目的研究韶关地区新生儿耳聋易感基因携带情况,为开展遗传咨询和建立耳聋防控体系提供科学依据。方法采用多重PCR联合导流杂交技术检测1 242例新生儿的4个耳聋基因的13种突变位点。结果耳聋基因携带者共检出53例(4. 27%,53/1 242),其中SLC26A4检出24例(1. 93%,24/1 242); GJB2检出19例(1. 53%,19/1 242); mt DNA检出8例(0. 64%,8/1 242); GJB3检出2例(0. 16%,2/1 242)。结论韶关地区人群最主要的耳聋基因是SLC26A4,IVS7-2A>G为其突变热点;其次是GJB2基因,235delC为其突变热点。对新生儿人群进行耳聋易感基因筛查,有助于遗传性耳聋的早发现、早干预,具有良好的临床应用价值。

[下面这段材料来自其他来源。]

//! Wildcard terms
//!
//! This module implements the wildcard terms of content models:
//! - `any` - matches an element in any namespace
//! - `any-namespace(ns)` - matches an element in exactly one namespace
//! - `any-other(ns)` - matches an element in any namespace but one
//!
//! A namespace list such as `namespace="a b ##local"` is lowered into one
//! `any-namespace` wildcard per entry, which the compiler turns into a choice.

use std::fmt;

use crate::error::{CompileError, CompileErrorKind};
use crate::namespaces::QName;

/// Namespace key carried by a wildcard (`None` is "no namespace")
pub type NamespaceKey = Option<String>;

/// Process contents mode for wildcards
#[derive(Debug, Clone, Copy, PartialEq, Eq, Hash, Default)]
pub enum ProcessContents {
    /// Validate strictly - element/attribute must be declared
    #[default]
    Strict,
    /// Validate if declaration found, otherwise accept
    Lax,
    /// Skip validation entirely
    Skip,
}

impl ProcessContents {
    /// Parse from string value
    pub fn parse(s: &str) -> Option<Self> {
        match s {
            "strict" => Some(Self::Strict),
            "lax" => Some(Self::Lax),
            "skip" => Some(Self::Skip),
            _ => None,
        }
    }
}

impl fmt::Display for ProcessContents {
    fn fmt(&self, f: &mut fmt::Formatter<'_>) -> fmt::Result {
        match self {
            Self::Strict => write!(f, "strict"),
            Self::Lax => write!(f, "lax"),
            Self::Skip => write!(f, "skip"),
        }
    }
}

/// Namespace constraint of a wildcard.
///
/// The `AnyNamespace` and `AnyOther` variants always carry their key; the
/// "no namespace" key is `None`.
#[derive(Debug, Clone, PartialEq, Eq, Hash)]
pub enum WildcardKind {
    /// Any namespace is allowed (`##any`)
    Any,
    /// Only the given namespace is allowed
    AnyNamespace(NamespaceKey),
    /// Any namespace except the given one (`##other`)
    AnyOther(NamespaceKey),
}

impl WildcardKind {
    /// Check if a namespace is allowed by this constraint
    pub fn allows_namespace(&self, namespace: Option<&str>) -> bool {
        match self {
            Self::Any => true,
            Self::AnyNamespace(ns) => ns.as_deref() == namespace,
            Self::AnyOther(ns) => ns.as_deref() != namespace,
        }
    }
}

impl fmt::Display for WildcardKind {
    fn fmt(&self, f: &mut fmt::Formatter<'_>) -> fmt::Result {
        match self {
            Self::Any => write!(f, "##any"),
            Self::AnyNamespace(Some(ns)) => write!(f, "{{{}}}*", ns),
            Self::AnyNamespace(None) => write!(f, "##local"),
            Self::AnyOther(Some(ns)) => write!(f, "##other({})", ns),
            Self::AnyOther(None) => write!(f, "##other(##local)"),
        }
    }
}

/// Wildcard term
#[derive(Debug, Clone, PartialEq, Eq, Hash)]
pub struct Wildcard {
    /// Namespace constraint
    pub kind: WildcardKind,
    /// Process contents mode
    pub process_contents: ProcessContents,
}

impl Wildcard {
    /// Create a wildcard with strict processing
    pub fn new(kind: WildcardKind) -> Self {
        Self {
            kind,
            process_contents: ProcessContents::Strict,
        }
    }

    /// `##any`
    pub fn any() -> Self {
        Self::new(WildcardKind::Any)
    }

    /// Wildcard restricted to one namespace
    pub fn namespace(namespace: Option<&str>) -> Self {
        Self::new(WildcardKind::AnyNamespace(namespace.map(String::from)))
    }

    /// Wildcard excluding one namespace
    pub fn other(namespace: Option<&str>) -> Self {
        Self::new(WildcardKind::AnyOther(namespace.map(String::from)))
    }

    /// Set the process contents mode
    pub fn with_process_contents(mut self, process_contents: ProcessContents) -> Self {
        self.process_contents = process_contents;
        self
    }

    /// Check if a namespace is allowed
    pub fn allows_namespace(&self, namespace: Option<&str>) -> bool {
        self.kind.allows_namespace(namespace)
    }

    /// Check if an element or attribute name matches this wildcard
    pub fn allows(&self, name: &QName) -> bool {
        self.allows_namespace(name.namespace())
    }

    /// Lower a `namespace` attribute value into wildcard terms.
    ///
    /// `##any` and `##other` yield a single wildcard; a list yields one
    /// `any-namespace` wildcard per entry (an empty list matches nothing).
    pub fn from_namespace_attr(
        value: &str,
        target_namespace: Option<&str>,
        process_contents: ProcessContents,
    ) -> Result<Vec<Self>, CompileError> {
        let make = |kind| Self {
            kind,
            process_contents,
        };

        match value.trim() {
            "##any" => Ok(vec![make(WildcardKind::Any)]),
            "##other" => Ok(vec![make(WildcardKind::AnyOther(
                target_namespace.map(String::from),
            ))]),
            list => {
                let mut wildcards: Vec<Self> = Vec::new();
                for ns in list.split_whitespace() {
                    let key = match ns {
                        "##local" => None,
                        "##targetNamespace" => target_namespace.map(String::from),
                        s if s.starts_with("##") => {
                            return Err(CompileError::new(
                                CompileErrorKind::InvalidFacet,
                                format!("wrong value '{}' in 'namespace' attribute", s),
                            ));
                        }
                        uri => Some(uri.to_string()),
                    };
                    let wildcard = make(WildcardKind::AnyNamespace(key));
                    if !wildcards.contains(&wildcard) {
                        wildcards.push(wildcard);
                    }
                }
                Ok(wildcards)
            }
        }
    }
}

impl fmt::Display for Wildcard {
    fn fmt(&self, f: &mut fmt::Formatter<'_>) -> fmt::Result {
        write!(f, "{}", self.kind)
    }
}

Screening results of deafness susceptibility genes among 1,242 newborns in Shaoguan region

Objective To study the carrying status of deafness susceptibility genes among newborns in Shaoguan region, and to provide a scientific basis for developing genetic counseling and establishing a deafness prevention and control system. Methods Multiplex PCR combined with diversion hybridization technology was used to detect 13 hotspot mutations of four deafness-associated genes in 1,242 newborns. Results A total of 53 (4.27%, 53/1,242) deafness-associated gene carriers were detected, of which SLC26A4 was detected in 24 cases (1.93%, 24/1,242), GJB2 in 19 cases (1.53%, 19/1,242), mtDNA in 8 cases (0.64%, 8/1,242) and GJB3 in 2 cases (0.16%, 2/1,242). Conclusions The main deafness-associated genes in Shaoguan region are SLC26A4 and GJB2, and their mutation hotspots are IVS7-2A>G and 235delC respectively. Screening the neonatal population for deafness susceptibility genes is conducive to early detection and early intervention of hereditary deafness, and has a good clinical application value.